> Exercise goal: The answer must be a single number: how many lines in this listing hold the word "config".

> Data extracts:
<<<<

impl Session {
    /// Create a session for an admitted socket. Nothing is read until
    /// [`start`](Self::start).
    pub fn new(
        id: SessionId,
        socket: Arc<dyn Socket>,
        context: Arc<SessionContext>,
        allow_bootstrap: bool,
    ) -> Arc<Self> {
        let remote_endpoint = socket.remote_endpoint();
        let (stop_tx, _) = watch::channel(false);
        Arc::new(Self {
            id,
            socket,
            remote_endpoint,
            remote_node_id: OnceLock::new(),
            role: RoleCell::new(),
            allow_bootstrap,
            started: AtomicBool::new(false),
            stopped: AtomicBool::new(false),
            handshake_received: AtomicBool::new(false),
            transition: Mutex::new(()),
            last_keepalive: Mutex::new(None),
            last_telemetry_req: Mutex::new(None),
            last_activity: Mutex::new(Instant::now()),
            context,
            stop_tx,
        })
    }

    // =========================================================================
    // Accessors
    // =========================================================================

    /// Registry identifier.
    pub fn id(&self) -> SessionId {
        self.id
    }

    /// Peer address captured at accept time; survives socket close.
    pub fn remote_endpoint(&self) -> SocketAddr {
        self.remote_endpoint
    }

    /// Verified peer identity, once the handshake succeeded.
    pub fn remote_node_id(&self) -> Option<NodeId> {
        self.remote_node_id.get().copied()
    }

    /// Current role.
    pub fn role(&self) -> ConnectionRole {
        self.role.get()
    }

    /// Underlying socket, for collaborators that answer on it.
    pub fn socket(&self) -> &Arc<dyn Socket> {
        &self.socket
    }

    /// True once stopped.
    pub fn is_stopped(&self) -> bool {
        self.stopped.load(Ordering::Acquire)
    }

    /// True once a handshake was processed.
    pub fn handshake_received(&self) -> bool {
        self.handshake_received.load(Ordering::Acquire)
    }

    /// Whether this session may become a bootstrap connection.
    pub fn allow_bootstrap(&self) -> bool {
        self.allow_bootstrap
    }

    /// When the last telemetry request arrived.
    pub fn last_telemetry_req(&self) -> Option<Instant> {
        *self.last_telemetry_req.lock()
    }

    /// Time since the last message or decode error.
    pub fn idle_for(&self) -> Duration {
        self.last_activity.lock().elapsed()
    }

    // =========================================================================
    // Lifecycle
    // =========================================================================

    /// Spawn the receive loop. Later calls do nothing.
    pub fn start(self: &Arc<Self>) {
        if self.started.swap(true, Ordering::AcqRel) || self.is_stopped() {
            return;
        }
        trace!(session_id = %self.id, remote = %self.remote_endpoint, "Session started");
        let deserializer = self.context.codec.deserializer();
        tokio::spawn(Arc::clone(self).run(deserializer));
    }

    /// Stop the session and close its socket. Idempotent.
    pub fn stop(&self) {
        if self.shutdown() {
            debug!(session_id = %self.id, remote = %self.remote_endpoint, "Session stopped");
        }
    }

    /// Idle timer expiry.
    pub fn timeout(&self) {
        if self.shutdown() {
            self.context.metrics.record_timeout();
            debug!(
                session_id = %self.id,
                remote = %self.remote_endpoint,
                role = %self.role(),
                "Session timed out"
            );
        }
    }

    fn shutdown(&self) -> bool {
        let _guard = self.transition.lock();
        if self.stopped.swap(true, Ordering::AcqRel) {
            return false;
        }
        self.socket.close();
        self.context.counters.release(self.role.get());
        self.stop_tx.send_replace(true);
        true
    }

    async fn run(self: Arc<Self>, mut deserializer: Box<dyn MessageDeserializer>) {
        let mut stop = self.stop_tx.subscribe();

        let reason = loop {
            match self.receive_message(deserializer.as_mut(), &mut stop).await {
                ProcessResult::Progress => {}
                ProcessResult::Pause(resumed) => {
                    tokio::select! {
                        biased;
                        _ = stop_requested(&mut stop) => break AbortReason::Stopped,
                        result = resumed => {
                            if result.is_err() {
                                break AbortReason::BootstrapFinished;
                            }
                        }
                    }
                }
                ProcessResult::Abort(reason) => break reason,
            }
        };

        if reason != AbortReason::Stopped && !self.is_stopped() {
            self.context.metrics.record_aborted_session();
        }
        debug!(
            session_id = %self.id,
            remote = %self.remote_endpoint,
            role = %self.role(),
            reason = %reason,
            "Session ended"
        );
        self.shutdown();
    }

    /// Wait for the next message, or for stop.
    pub async fn receive_message(
        self: &Arc<Self>,
        deserializer: &mut dyn MessageDeserializer,
        stop: &mut watch::Receiver<bool>,
    ) -> ProcessResult {
        if self.is_stopped() {
            return ProcessResult::Abort(AbortReason::Stopped);
        }
        let result = tokio::select! {
            biased;
            _ = stop_requested(stop) => return ProcessResult::Abort(AbortReason::Stopped),
            result = deserializer.read(self.socket.as_ref()) => result,
        };
        self.received_message(result).await
    }

    /// Handle a deserializer outcome.
    pub async fn received_message(
        self: &Arc<Self>,
        result: Result<Message, DeserializeError>,
    ) -> ProcessResult {
        match result {
            Ok(message) => {
                self.touch();
                self.process_message(message).await
            }
            Err(err) if err.is_recoverable() => {
                self.touch();
                self.context.metrics.record_recoverable_error();
                trace!(session_id = %self.id, error = %err, "Skipping message");
                ProcessResult::Progress
            }
            Err(err) => ProcessResult::Abort(AbortReason::Receive(err)),
        }
    }

    /// Route one message according to the current role.
    pub async fn process_message(self: &Arc<Self>, message: Message) -> ProcessResult {
        if self.is_stopped() {
            return ProcessResult::Abort(AbortReason::Stopped);
        }

        let role = self.role();
        let kind = message.kind();
        match route(role, kind) {
            Route::Handshake => {
                let Message::NodeIdHandshake(handshake) = &message else {
                    return ProcessResult::Abort(AbortReason::UnexpectedMessage { role, kind });
                };
                match self.process_handshake(handshake).await {
                    Ok(HandshakeStatus::Handshake) => ProcessResult::Progress,
                    Ok(HandshakeStatus::Realtime) => {
                        if self.to_realtime_connection() {
                            self.context.realtime.connection_established(self);
                            ProcessResult::Progress
                        } else {
                            ProcessResult::Abort(AbortReason::PromotionRefused(
                                ConnectionRole::Realtime,
                            ))
                        }
                    }
                    Ok(HandshakeStatus::Bootstrap) => {
                        if self.to_bootstrap_connection() {
                            ProcessResult::Progress
                        } else {
                            ProcessResult::Abort(AbortReason::PromotionRefused(
                                ConnectionRole::Bootstrap,
                            ))
                        }
                    }
                    Err(reason) => {
                        self.context.metrics.record_handshake_abort();
                        ProcessResult::Abort(reason)
                    }
                }
            }
            Route::PromoteBootstrap => {
                if self.to_bootstrap_connection() {
                    self.forward_bootstrap(message)
                } else {
                    ProcessResult::Abort(AbortReason::PromotionRefused(ConnectionRole::Bootstrap))
                }
            }
            Route::Bootstrap => self.forward_bootstrap(message),
            Route::Realtime => {
                self.queue_realtime(message);
                ProcessResult::Progress
            }
            Route::Ignore => {
                trace!(session_id = %self.id, kind = %kind, "Ignoring message");
                ProcessResult::Progress
            }
            Route::Reject => ProcessResult::Abort(AbortReason::UnexpectedMessage { role, kind }),
        }
    }

    // =========================================================================
    // Handshake
    // =========================================================================

    /// Run one handshake message.
    ///
    /// A query is answered before the response half is looked at, so a
    /// message with a valid query and a bad response still gets our
    /// response written before the session aborts.
    pub async fn process_handshake(
        &self,
        message: &NodeIdHandshake,
    ) -> Result<HandshakeStatus, AbortReason> {
        self.context.metrics.record_handshake();

        if !self.context.config.realtime_enabled {
            return Err(AbortReason::RealtimeDisabled);
        }
        if message.is_empty() {
            return Err(HandshakeError::Empty.into());
        }
        if message.query.is_some() && self.handshake_received.swap(true, Ordering::AcqRel) {
            return Err(AbortReason::DuplicateHandshake);
        }
        self.handshake_received.store(true, Ordering::Release);

        if let Some(query) = &message.query {
            self.send_handshake_response(query, message.v2).await?;
        }

        let Some(response) = &message.response else {
            debug!(session_id = %self.id, remote = %self.remote_endpoint, "Handshake query answered");
            return Ok(HandshakeStatus::Handshake);
        };

        let node_id = self
            .context
            .authority
            .verify_response(response, self.remote_endpoint)?;
        if self.remote_node_id.set(node_id).is_err() {
            return Err(AbortReason::DuplicateHandshake);
        }
        debug!(
            session_id = %self.id,
            remote = %self.remote_endpoint,
            node_id = %node_id.short(),
            "Handshake verified"
        );

        Ok(if message.bootstrap_only {
            HandshakeStatus::Bootstrap
        } else {
            HandshakeStatus::Realtime
        })
    }

    async fn send_handshake_response(
        &self,
        query: &HandshakeQuery,
        v2: bool,
    ) -> Result<(), AbortReason> {
        let authority = &self.context.authority;
        let response = authority.prepare_response(query, v2)?;
        let own_query = authority.prepare_query(self.remote_endpoint);

        let handshake = NodeIdHandshake {
            query: own_query,
            response: Some(response),
            v2,
            bootstrap_only: false,
        };
        let bytes = self
            .context
            .codec
            .serialize(&Message::NodeIdHandshake(handshake));

        self.socket
            .write(&bytes)
            .await
            .map_err(AbortReason::ResponseWrite)?;
        self.context.metrics.record_handshake_response();
        Ok(())
    }

    // =========================================================================
    // Role transitions
    // =========================================================================

    /// Become a bootstrap connection.
    ///
    /// Fails when bootstrap is not allowed here, the bootstrap ceiling is
    /// reached, or the session is already classified.
    pub fn to_bootstrap_connection(&self) -> bool {
        if !self.allow_bootstrap || !self.context.config.bootstrap_listener_enabled {
            return false;
        }

        let _guard = self.transition.lock();
        if self.is_stopped() || self.role.get() != ConnectionRole::Undefined {
            return false;
        }
        let counters = &self.context.counters;
        if !counters.try_acquire_bootstrap(self.context.config.bootstrap_connections_max) {
            debug!(
                session_id = %self.id,
                remote = %self.remote_endpoint,
                "Bootstrap connection limit reached"
            );
            return false;
        }
        if !self.role.promote(ConnectionRole::Bootstrap) {
            counters.release(ConnectionRole::Bootstrap);
            return false;
        }

        self.context.metrics.record_bootstrap_promotion();
        debug!(session_id = %self.id, remote = %self.remote_endpoint, "Switched to bootstrap");
        true
    }

    /// Become a realtime connection.
    pub fn to_realtime_connection(&self) -> bool {
        if !self.context.config.realtime_enabled {
            return false;
        }

        let _guard = self.transition.lock();
        if self.is_stopped() || !self.role.promote(ConnectionRole::Realtime) {
            return false;
        }
        self.context.counters.acquire_realtime();

        self.context.metrics.record_realtime_promotion();
        debug!(session_id = %self.id, remote = %self.remote_endpoint, "Switched to realtime");
        true
    }

    // =========================================================================
    // Forwarding
    // =========================================================================

    fn forward_bootstrap(self: &Arc<Self>, message: Message) -> ProcessResult {
        let (resume, resumed) = ResumeHandle::channel();
        self.context.metrics.record_bootstrap_forwarded();
        self.context
            .bootstrap
            .serve(Arc::clone(self), message, resume);
        ProcessResult::Pause(resumed)
    }

    /// Hand a realtime message to the sink.
    pub fn queue_realtime(self: &Arc<Self>, message: Message) {
        if self.is_stopped() {
            return;
        }
        match &message {
            Message::Keepalive(keepalive) => self.set_last_keepalive(keepalive.clone()),
            Message::TelemetryReq(_) => *self.last_telemetry_req.lock() = Some(Instant::now()),
            _ => {}
        }
        self.context.metrics.record_realtime_forwarded();
        self.context.realtime.queue(self, message);
    }

    // =========================================================================
    // Diagnostics
    // =========================================================================

    /// Remember the latest keepalive.
    pub fn set_last_keepalive(&self, message: Keepalive) {
        *self.last_keepalive.lock() = Some(message);
    }

    /// Take the latest keepalive, leaving none.
    pub fn pop_last_keepalive(&self) -> Option<Keepalive> {
        self.last_keepalive.lock().take()
    }

    fn touch(&self) {
        *self.last_activity.lock() = Instant::now();
    }
}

>>>>

> The completed task: 4